Another objective to be addressed by the new image processing methodology is differentiating image parts that are pertinent to inspection and those that are not. Fortunately, all methodology requirements are similar to the normal process applied by the human mind during inspection. Specifically, the inspector has expectations of what will be seen but also is capable of adapting to hue shifts or shadow changes (Figure 5).
Figure 5. The Parametric Imaging Process: Process of distinguishing between image features that are pertinent to inspection and those that are not.
In parametric image analysis, algorithms serve to segment image pixels into pertinent and nonpertinent subpopulations. Nonpertinent pixels are excluded from consideration and the parametric model expectations are compared to edge and corner features. The result is an open-ended approach that is amenable to variations within tolerance specifications and is based on a very sparse but powerful reference library. However, the approach's success hinges on the ability to detect contrast features in the image. Fortunately, because the analysis indicates a superior color-contrast separation to grayscale, the option to process color data becomes the primary algorithm priority.
SummaryBased on the structured analysis of the design requirements and a careful avoidance of AOI pitfalls, an efficient and effective AOI solution was derived by using large format digital color imaging. The simplicity of the new approach permits a better, faster path toward more advanced generations of a powerful AOI technology that can parallel human vision closely. An ever-increasing CCD array size, combined with active thermal control and faster data transfer techniques, only serve to ensure that there always will be room for AOI improvements for populated PCB inspection.
- Vectron Inc., San Diego, Calif.
** K2-AOI
JOSEPH L. VILELLA, president and CEO, and ROBERT M. KANE, VP of R&D, may be contacted at Vectron Inc., 10109 Carroll Canyon Rd., San Diego, CA 92131; (858) 621-2400; E-mail: joev@vectroninc.com and bkane@vectroninc.com
A Note on "Golden Board" Image ProcessingImage processing that leads to libraries of literal images is the residual of the "golden board" technique wherein at least one reference image is stored. Additionally, when a new target image is collected, the reference image is subtracted from the target image on a pixel-by-pixel basis. As shown in the figure, if the two images are identical, the residual is zero and the two images correlate 100 percent. When a correlation of less than 100 percent results, i.e., a difference, a particular level of that difference may be declared as inspection failure.
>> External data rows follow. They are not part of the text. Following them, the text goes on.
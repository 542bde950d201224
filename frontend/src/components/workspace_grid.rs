use yew::{html, Children, Component, Context, Html, Properties};

use common::layout::SlotRole;

#[derive(Properties, PartialEq)]
pub struct WorkspaceGridProps {
    /// Role of the row; sets the column count.
    pub role: SlotRole,
    /// Fixed cell height. `None` lets cells size to their content.
    #[prop_or_default]
    pub height_px: Option<u32>,
    pub children: Children,
}

/// One row of the dashboard layout.
pub struct WorkspaceGrid;

impl Component for WorkspaceGrid {
    type Message = ();
    type Properties = WorkspaceGridProps;

    fn create(_ctx: &Context<Self>) -> Self {
        WorkspaceGrid
    }

    fn view(&self, ctx: &Context<Self>) -> Html {
        let props = ctx.props();
        let rows = match props.height_px {
            Some(px) => format!("grid-auto-rows: {}px;", px),
            None => String::new(),
        };
        let style = format!(
            "display: grid;
             grid-template-columns: repeat({}, minmax(0, 1fr));
             {}
             gap: 16px;
             margin-bottom: 16px;",
            props.role.columns(),
            rows
        );

        html! {
            <div class="workspace-row" style={style}>
                { for props.children.iter() }
            </div>
        }
    }
}
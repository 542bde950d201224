use yew::prelude::*;

use crate::helpers::{page_header, placeholder};

#[function_component(TableView)]
pub fn table_view() -> Html {
    html! {
        <section class="page">
            { page_header("Tablas", Some("Visualiza y gestiona los datos de tus tablas."), html! {}) }
            { placeholder("Selecciona un archivo subido para ver sus datos.") }
        </section>
    }
}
As seen in this analysis, even when the part is completely gone, a correlation of ~90 percent results, indicating that any score below 90 percent should be rejected. The third column presents acceptable variations in the substrate that result in nearly the same scores, indicating a lack of discrimination between differences. In the last column, unacceptable marking variations, including reversed installation, are encountered though none are low enough to be detected. Additionally, an image identical to the reference with six counts of random noise (approximating normal operating conditions) is included to demonstrate that unavoidable measurement noise confuses the correlation result for identical images. Under conditions where thermal noise is unpredictable (such as a hot factory), residual results could become meaningless. Finally, the residual analysis provides no insight into the parametric data required for process control.
The reference image is displayed at the left. A set of variations on the reference is presented along with the correlation factor attained through pixel-by-pixel subtraction between the images.